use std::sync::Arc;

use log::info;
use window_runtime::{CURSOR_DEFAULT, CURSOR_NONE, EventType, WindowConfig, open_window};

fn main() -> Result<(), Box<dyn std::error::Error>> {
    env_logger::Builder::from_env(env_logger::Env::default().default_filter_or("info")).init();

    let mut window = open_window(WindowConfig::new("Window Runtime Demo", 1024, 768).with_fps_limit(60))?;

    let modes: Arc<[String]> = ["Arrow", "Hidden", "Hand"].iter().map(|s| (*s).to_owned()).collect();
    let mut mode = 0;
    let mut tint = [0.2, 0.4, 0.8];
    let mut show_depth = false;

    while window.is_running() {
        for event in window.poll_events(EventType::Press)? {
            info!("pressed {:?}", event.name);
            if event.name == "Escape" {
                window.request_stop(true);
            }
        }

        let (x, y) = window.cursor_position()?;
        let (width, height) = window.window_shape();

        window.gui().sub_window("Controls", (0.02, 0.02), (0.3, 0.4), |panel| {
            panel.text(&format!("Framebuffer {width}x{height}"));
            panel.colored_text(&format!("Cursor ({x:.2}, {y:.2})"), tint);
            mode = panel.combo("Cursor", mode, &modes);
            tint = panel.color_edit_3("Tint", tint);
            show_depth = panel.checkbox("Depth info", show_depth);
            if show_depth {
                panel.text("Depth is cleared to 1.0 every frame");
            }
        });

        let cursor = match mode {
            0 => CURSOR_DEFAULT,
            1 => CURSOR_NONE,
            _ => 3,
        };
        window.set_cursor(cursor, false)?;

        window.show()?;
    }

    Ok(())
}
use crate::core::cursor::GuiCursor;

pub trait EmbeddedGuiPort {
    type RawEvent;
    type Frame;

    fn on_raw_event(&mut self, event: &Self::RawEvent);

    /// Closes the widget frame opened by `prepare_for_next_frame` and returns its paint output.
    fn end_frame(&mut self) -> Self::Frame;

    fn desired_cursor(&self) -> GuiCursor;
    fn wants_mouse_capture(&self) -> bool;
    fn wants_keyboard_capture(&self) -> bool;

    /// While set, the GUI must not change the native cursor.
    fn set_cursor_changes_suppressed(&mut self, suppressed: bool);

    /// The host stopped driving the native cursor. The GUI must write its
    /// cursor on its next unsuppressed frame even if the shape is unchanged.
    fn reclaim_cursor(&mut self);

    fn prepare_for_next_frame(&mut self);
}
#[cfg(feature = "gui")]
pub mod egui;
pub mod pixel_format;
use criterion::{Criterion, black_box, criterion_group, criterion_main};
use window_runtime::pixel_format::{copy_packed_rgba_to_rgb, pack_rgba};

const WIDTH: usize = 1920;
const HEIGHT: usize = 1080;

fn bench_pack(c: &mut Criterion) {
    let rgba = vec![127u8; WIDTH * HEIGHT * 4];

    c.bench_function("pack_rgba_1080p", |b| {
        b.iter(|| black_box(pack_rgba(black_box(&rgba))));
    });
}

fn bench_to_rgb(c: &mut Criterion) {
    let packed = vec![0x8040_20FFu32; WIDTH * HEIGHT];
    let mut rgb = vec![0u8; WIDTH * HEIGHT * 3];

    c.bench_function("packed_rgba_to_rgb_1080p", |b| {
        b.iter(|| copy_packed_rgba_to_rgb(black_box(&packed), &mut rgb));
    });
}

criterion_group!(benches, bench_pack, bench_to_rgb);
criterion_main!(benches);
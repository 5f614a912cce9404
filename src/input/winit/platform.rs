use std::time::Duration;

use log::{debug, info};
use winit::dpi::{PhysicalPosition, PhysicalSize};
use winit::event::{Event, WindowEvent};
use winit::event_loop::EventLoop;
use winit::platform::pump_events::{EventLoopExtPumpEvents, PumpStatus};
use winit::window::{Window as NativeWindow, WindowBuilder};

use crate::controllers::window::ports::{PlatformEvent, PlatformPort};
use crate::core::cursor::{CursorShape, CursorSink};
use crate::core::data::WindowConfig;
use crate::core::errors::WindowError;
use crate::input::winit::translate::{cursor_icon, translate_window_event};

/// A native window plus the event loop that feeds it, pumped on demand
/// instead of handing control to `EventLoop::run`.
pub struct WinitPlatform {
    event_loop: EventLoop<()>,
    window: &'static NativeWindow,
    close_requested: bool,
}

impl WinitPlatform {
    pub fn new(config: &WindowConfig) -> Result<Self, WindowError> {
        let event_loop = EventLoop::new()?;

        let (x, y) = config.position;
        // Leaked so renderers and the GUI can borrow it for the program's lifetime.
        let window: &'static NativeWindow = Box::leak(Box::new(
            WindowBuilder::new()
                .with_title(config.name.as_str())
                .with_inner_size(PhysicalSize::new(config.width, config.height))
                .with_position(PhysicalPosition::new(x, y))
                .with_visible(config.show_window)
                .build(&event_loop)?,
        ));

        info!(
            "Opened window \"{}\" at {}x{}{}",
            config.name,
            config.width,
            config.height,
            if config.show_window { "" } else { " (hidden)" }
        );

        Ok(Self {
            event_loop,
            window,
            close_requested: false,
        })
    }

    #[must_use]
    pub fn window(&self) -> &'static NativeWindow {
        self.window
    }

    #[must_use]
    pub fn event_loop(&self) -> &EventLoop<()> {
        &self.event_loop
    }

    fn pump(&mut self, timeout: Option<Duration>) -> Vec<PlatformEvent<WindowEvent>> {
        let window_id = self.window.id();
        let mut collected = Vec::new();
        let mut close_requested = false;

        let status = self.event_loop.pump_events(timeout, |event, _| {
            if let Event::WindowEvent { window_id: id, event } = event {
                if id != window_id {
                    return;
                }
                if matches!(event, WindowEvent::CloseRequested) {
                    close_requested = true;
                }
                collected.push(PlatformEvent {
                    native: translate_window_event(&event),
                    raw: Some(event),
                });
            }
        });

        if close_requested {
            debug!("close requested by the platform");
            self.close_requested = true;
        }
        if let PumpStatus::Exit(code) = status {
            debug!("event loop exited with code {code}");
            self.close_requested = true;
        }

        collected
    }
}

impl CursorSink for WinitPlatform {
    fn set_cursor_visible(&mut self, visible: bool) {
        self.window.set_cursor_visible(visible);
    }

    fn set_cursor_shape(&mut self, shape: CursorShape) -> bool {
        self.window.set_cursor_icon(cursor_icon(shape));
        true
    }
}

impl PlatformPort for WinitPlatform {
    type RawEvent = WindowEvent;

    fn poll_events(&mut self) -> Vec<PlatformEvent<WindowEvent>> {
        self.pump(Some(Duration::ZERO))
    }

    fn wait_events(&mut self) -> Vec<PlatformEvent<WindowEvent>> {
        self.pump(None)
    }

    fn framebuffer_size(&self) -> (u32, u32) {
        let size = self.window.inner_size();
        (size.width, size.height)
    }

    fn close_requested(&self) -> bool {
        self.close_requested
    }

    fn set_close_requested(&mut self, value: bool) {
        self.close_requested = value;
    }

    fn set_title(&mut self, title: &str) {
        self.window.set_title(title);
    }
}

........

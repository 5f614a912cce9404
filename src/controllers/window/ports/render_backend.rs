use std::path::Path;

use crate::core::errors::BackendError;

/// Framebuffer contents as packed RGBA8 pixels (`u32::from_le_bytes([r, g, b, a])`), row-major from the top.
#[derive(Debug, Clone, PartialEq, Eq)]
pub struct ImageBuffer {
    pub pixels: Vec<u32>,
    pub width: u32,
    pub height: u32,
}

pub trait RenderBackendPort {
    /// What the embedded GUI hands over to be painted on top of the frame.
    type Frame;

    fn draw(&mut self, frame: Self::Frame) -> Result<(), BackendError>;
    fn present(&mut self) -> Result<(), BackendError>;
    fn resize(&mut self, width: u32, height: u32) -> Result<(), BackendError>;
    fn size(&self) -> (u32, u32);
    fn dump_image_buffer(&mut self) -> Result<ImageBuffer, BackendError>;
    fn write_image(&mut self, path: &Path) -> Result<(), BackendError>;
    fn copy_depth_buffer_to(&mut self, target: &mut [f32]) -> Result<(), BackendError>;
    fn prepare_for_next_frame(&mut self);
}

........

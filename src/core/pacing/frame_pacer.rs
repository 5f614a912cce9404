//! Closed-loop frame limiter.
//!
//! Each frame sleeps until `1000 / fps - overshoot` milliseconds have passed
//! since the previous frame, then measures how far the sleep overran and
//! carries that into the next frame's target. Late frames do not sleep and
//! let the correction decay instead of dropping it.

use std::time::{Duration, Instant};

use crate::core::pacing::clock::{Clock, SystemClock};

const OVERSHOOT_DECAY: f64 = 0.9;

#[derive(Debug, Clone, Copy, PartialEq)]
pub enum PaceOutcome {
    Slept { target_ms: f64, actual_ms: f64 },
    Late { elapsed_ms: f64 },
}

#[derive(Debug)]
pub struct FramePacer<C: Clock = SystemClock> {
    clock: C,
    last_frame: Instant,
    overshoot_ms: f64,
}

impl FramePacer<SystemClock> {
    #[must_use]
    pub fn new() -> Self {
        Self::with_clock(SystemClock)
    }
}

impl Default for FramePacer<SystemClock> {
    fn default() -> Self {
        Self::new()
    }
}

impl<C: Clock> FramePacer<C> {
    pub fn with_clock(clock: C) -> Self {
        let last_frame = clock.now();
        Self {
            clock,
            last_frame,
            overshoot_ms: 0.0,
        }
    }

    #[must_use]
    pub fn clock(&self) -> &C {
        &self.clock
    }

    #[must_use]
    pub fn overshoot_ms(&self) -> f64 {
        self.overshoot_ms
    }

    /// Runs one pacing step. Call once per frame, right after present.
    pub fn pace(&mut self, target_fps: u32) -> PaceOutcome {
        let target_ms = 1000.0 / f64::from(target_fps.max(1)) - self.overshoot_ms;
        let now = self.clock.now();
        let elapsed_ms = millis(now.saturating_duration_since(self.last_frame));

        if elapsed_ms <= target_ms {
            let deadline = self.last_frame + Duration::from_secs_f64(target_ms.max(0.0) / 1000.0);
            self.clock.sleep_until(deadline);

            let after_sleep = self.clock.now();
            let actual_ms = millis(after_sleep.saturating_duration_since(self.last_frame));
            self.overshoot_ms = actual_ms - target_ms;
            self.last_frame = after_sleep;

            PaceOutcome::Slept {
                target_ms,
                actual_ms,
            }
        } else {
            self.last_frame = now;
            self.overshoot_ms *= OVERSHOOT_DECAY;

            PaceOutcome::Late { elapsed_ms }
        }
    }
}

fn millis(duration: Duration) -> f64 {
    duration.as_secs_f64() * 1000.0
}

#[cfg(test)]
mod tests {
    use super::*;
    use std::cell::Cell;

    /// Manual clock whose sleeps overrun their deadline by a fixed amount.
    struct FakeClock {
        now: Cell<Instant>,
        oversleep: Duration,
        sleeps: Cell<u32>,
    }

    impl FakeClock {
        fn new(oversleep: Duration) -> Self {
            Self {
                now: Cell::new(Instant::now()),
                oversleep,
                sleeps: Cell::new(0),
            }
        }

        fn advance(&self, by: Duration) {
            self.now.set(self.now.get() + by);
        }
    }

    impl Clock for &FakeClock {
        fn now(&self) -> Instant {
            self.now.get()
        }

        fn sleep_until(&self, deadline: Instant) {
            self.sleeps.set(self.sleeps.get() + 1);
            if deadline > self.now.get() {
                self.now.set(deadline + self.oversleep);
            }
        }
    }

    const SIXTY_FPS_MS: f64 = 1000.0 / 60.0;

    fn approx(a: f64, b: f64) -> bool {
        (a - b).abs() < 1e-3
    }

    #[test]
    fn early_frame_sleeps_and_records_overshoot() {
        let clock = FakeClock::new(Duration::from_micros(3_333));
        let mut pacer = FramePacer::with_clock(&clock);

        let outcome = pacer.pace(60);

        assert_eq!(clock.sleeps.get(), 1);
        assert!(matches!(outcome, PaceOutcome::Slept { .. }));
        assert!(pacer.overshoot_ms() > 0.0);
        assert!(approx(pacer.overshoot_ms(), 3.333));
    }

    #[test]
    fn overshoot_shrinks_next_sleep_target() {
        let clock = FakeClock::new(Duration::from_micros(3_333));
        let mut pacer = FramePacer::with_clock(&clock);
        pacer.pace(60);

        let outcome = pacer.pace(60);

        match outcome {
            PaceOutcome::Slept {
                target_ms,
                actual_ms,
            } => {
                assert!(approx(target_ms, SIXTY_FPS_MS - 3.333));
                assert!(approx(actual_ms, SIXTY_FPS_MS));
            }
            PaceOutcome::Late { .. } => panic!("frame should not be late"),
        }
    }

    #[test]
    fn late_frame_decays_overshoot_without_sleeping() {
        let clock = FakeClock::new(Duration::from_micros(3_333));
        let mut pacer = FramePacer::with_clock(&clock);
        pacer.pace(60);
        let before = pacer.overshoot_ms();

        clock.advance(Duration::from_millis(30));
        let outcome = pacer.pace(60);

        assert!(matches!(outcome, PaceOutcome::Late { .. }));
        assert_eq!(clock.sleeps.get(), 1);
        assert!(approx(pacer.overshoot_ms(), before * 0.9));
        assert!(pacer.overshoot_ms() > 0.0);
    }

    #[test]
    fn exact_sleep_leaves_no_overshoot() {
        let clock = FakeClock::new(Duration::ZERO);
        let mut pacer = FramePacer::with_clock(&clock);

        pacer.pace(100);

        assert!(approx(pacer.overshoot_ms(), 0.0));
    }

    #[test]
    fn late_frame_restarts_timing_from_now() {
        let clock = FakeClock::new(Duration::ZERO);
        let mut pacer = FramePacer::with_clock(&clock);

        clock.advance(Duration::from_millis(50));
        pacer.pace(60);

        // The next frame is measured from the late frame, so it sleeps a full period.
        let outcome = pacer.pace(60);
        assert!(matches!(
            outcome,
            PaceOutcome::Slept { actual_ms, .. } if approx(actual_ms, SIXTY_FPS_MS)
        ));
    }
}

........

» **The task**: Restate word for word the lines in the material above from the one with "use std::sync::Arc;" to the one with "let (width, height)"; both of those lines count, and nothing else does.

» **Output for this exercise**:
use std::sync::Arc;

use log::info;
use window_runtime::{CURSOR_DEFAULT, CURSOR_NONE, EventType, WindowConfig, open_window};

fn main() -> Result<(), Box<dyn std::error::Error>> {
    env_logger::Builder::from_env(env_logger::Env::default().default_filter_or("info")).init();

    let mut window = open_window(WindowConfig::new("Window Runtime Demo", 1024, 768).with_fps_limit(60))?;

    let modes: Arc<[String]> = ["Arrow", "Hidden", "Hand"].iter().map(|s| (*s).to_owned()).collect();
    let mut mode = 0;
    let mut tint = [0.2, 0.4, 0.8];
    let mut show_depth = false;

    while window.is_running() {
        for event in window.poll_events(EventType::Press)? {
            info!("pressed {:?}", event.name);
            if event.name == "Escape" {
                window.request_stop(true);
            }
        }

        let (x, y) = window.cursor_position()?;
        let (width, height) = window.window_shape();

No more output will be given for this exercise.